While Wisconsin branches of the BP franchise are feeling the pain of the oil spill, Wisconsin itself is in danger of sacrificing the health of its waterways. Though there has been no oil spill, a dangerous foreign additive can be found in waters in and around the state: various species of invasive Asian carp.
Most people are familiar with these fish, which have been popularized by videos showing them leaping out of the water and hitting people on the head or getting skewered by an aerial bow-fisherman. Their presence is even felt in some of the state’s waterways. Since January, when carp DNA was found in Lake Michigan, attention has again been turned to them. Unfortunately, despite the lessons that are being taught by the crisis in the Gulf region, we seem not to be paying attention to the parallels in our own waters.

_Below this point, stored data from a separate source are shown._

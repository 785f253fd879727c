use std::{
    fmt,
    ptr::NonNull,
    sync::atomic::{AtomicUsize, Ordering},
};

use parking_lot::{Mutex, MutexGuard};

use crate::{EmaBuffer, FieldRef, ForeignData, FreeFn, LangifError, Result};

/// Opaque payload type, meaning is agreed upon between boxes.
#[derive(Debug, Copy, Clone, PartialEq, Eq, Hash, Default)]
pub struct TypeTag(pub u64);

#[derive(Debug, Copy, Clone, PartialEq, Eq)]
pub enum Strategy {
    /// runtime allocates and frees
    Ema,
    /// memory comes from outside
    Lma,
}

#[derive(Debug, Copy, Clone, PartialEq, Eq)]
pub struct Metadata {
    pub size: usize,
    pub type_tag: TypeTag,
    pub real_size: usize,
}

/// Pointer to the logical payload of a live value.
/// Valid until the reference it came from is released or resized.
#[derive(Debug, Copy, Clone, PartialEq, Eq)]
pub struct PayloadView {
    ptr: NonNull<u8>,
    len: usize,
}

pub(crate) enum Ownership {
    Wrapped,
    Captured(FreeFn),
}

pub(crate) enum Payload {
    Ema(EmaBuffer),
    Lma {
        data: ForeignData,
        ownership: Ownership,
    },
}

pub(crate) struct Body {
    pub size: usize,
    pub payload: Payload,
}

pub(crate) struct ValueRecord {
    pub type_tag: TypeTag,
    pub strategy: Strategy,
    refcount: AtomicUsize,
    pub body: Mutex<Body>,
}

impl fmt::Display for Strategy {
    fn fmt(&self, f: &mut fmt::Formatter<'_>) -> fmt::Result {
        match self {
            Strategy::Ema => f.write_str("EMA"),
            Strategy::Lma => f.write_str("LMA"),
        }
    }
}

impl fmt::Display for TypeTag {
    fn fmt(&self, f: &mut fmt::Formatter<'_>) -> fmt::Result {
        write!(f, "type#{}", self.0)
    }
}

impl PayloadView {
    #[inline]
    pub fn as_ptr(self) -> *mut u8 {
        self.ptr.as_ptr()
    }

    #[inline]
    pub fn len(self) -> usize {
        self.len
    }

    #[inline]
    pub fn is_empty(self) -> bool {
        self.len == 0
    }

    /// # Safety
    /// the reference must stay live and unresized for `'a`
    pub unsafe fn as_slice<'a>(self) -> &'a [u8] {
        // SAFETY: by contract
        unsafe { std::slice::from_raw_parts(self.ptr.as_ptr(), self.len) }
    }

    /// # Safety
    /// the reference must stay live and unresized for `'a`, and no other
    /// view may be used meanwhile
    pub unsafe fn as_mut_slice<'a>(self) -> &'a mut [u8] {
        // SAFETY: by contract
        unsafe { std::slice::from_raw_parts_mut(self.ptr.as_ptr(), self.len) }
    }
}

impl Payload {
    pub fn strategy(&self) -> Strategy {
        match self {
            Payload::Ema(_) => Strategy::Ema,
            Payload::Lma { .. } => Strategy::Lma,
        }
    }

    fn base(&self) -> NonNull<u8> {
        match self {
            Payload::Ema(buffer) => buffer.as_nonnull(),
            Payload::Lma { data, .. } => data.as_nonnull(),
        }
    }

    fn real_size(&self) -> usize {
        match self {
            Payload::Ema(buffer) => buffer.capacity(),
            Payload::Lma { data, .. } => data.len(),
        }
    }
}

impl Body {
    pub fn ema(size: usize, buffer: EmaBuffer) -> Self {
        debug_assert!(size <= buffer.capacity());
        Self {
            size,
            payload: Payload::Ema(buffer),
        }
    }

    pub fn lma(data: ForeignData, ownership: Ownership) -> Self {
        Self {
            size: data.len(),
            payload: Payload::Lma { data, ownership },
        }
    }

    /// what a destroyed record is left holding
    pub fn empty() -> Self {
        Self::ema(0, EmaBuffer::empty())
    }

    pub fn real_size(&self) -> usize {
        self.payload.real_size()
    }

    pub fn view(&self) -> PayloadView {
        PayloadView {
            ptr: self.payload.base(),
            len: self.size,
        }
    }

    pub fn bytes_mut(&mut self) -> &mut [u8] {
        // SAFETY: the payload is at least `size` bytes and we hold the body exclusively
        unsafe { std::slice::from_raw_parts_mut(self.payload.base().as_ptr(), self.size) }
    }
}

impl ValueRecord {
    pub fn new(type_tag: TypeTag, body: Body) -> Self {
        Self {
            type_tag,
            strategy: body.payload.strategy(),
            refcount: AtomicUsize::new(1),
            body: Mutex::new(body),
        }
    }

    #[inline]
    pub fn refcount(&self) -> usize {
        self.refcount.load(Ordering::Acquire)
    }

    /// Increment unless the record already died, `false` if it did.
    pub fn retain(&self) -> bool {
        self.refcount
            .fetch_update(Ordering::AcqRel, Ordering::Acquire, |count| {
                (count > 0).then(|| count + 1)
            })
            .is_ok()
    }

    /// Decrement unless already at zero, returns the new count.
    pub fn release(&self) -> Option<usize> {
        self.refcount
            .fetch_update(Ordering::AcqRel, Ordering::Acquire, |count| {
                count.checked_sub(1)
            })
            .ok()
            .map(|previous| previous - 1)
    }

    pub fn metadata(&self) -> Metadata {
        let body = self.body.lock();
        Metadata {
            size: body.size,
            type_tag: self.type_tag,
            real_size: body.real_size(),
        }
    }

    /// Lock the body of a record that still has an owner. Once the count hit
    /// zero the body may already have been taken.
    pub fn lock_live(&self, reference: FieldRef) -> Result<MutexGuard<'_, Body>> {
        let body = self.body.lock();
        if self.refcount() == 0 {
            return Err(LangifError::InvalidReference(reference));
        }
        Ok(body)
    }

    pub fn ensure_strategy(&self, reference: FieldRef, expected: Strategy) -> Result<()> {
        if self.strategy != expected {
            return Err(LangifError::StrategyMismatch {
                reference,
                expected,
                found: self.strategy,
            });
        }
        Ok(())
    }

    /// Swap the body out for an empty one, leaving a dead shell behind.
    pub fn take_body(&self) -> Body {
        std::mem::replace(&mut *self.body.lock(), Body::empty())
    }
}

First, the quality of our water resources does have a real and large effect on our industries, and those whose livelihoods rely on them. Although these fish are not as visible a presence as a plume of oil of disputed size, their destructive powers are no less worrisome. Because they consume large amounts of plankton, a key species for which native fish also compete, they can greatly impact not only other fish species, but all those that depend on native fish as well. Once established, they are extremely difficult to “clean up” and can become a permanent feature of their new habitat. Overall, the $7 billion annual fishing industry, not to mention the tourism and recreation industry, has a lot to lose should these aquatic invaders make their way to the Great Lakes.
Second, the value of prevention is often underestimated. Last week, after many calls from Illinois tourism and shipping companies to keep the locks connecting the Mississippi and Lake Michigan open for business, the U.S. Army Corps of Engineers has stated it will not try to close them. This comes after the President and the Supreme Court gave the same response earlier this year. While this would only have been one of the necessary steps to prevent the spread of the fish it rests on an attitude that prefers short-term profits over long-term economic viability.
Other solutions have been discussed. Two electric barriers are already in place, and a third one is scheduled to be completed this year. More effective than this would be ecological separation, which would allow for the passage of ships without the transfer of water over a barrier.
True, this would be a costly solution, reaching even into the billions of dollars. But it is important to remember that we’ve spent the last few weeks criticizing BP for putting profits before safety and responsibility. How can we hope that they are learning the value of investing in prevention if we ourselves are not willing to display it? And we should indeed look at this as an opportunity to prevent more ecological destruction. Regardless of whether carp have established a viable population in Lake Michigan, history would suggest that it is likely that bighead and silver carp will not be the last invasive species to enter the lake through this waterway. That is, unless we take steps now to make sure that accessing the Great Lakes is not possible for future aquatic invaders.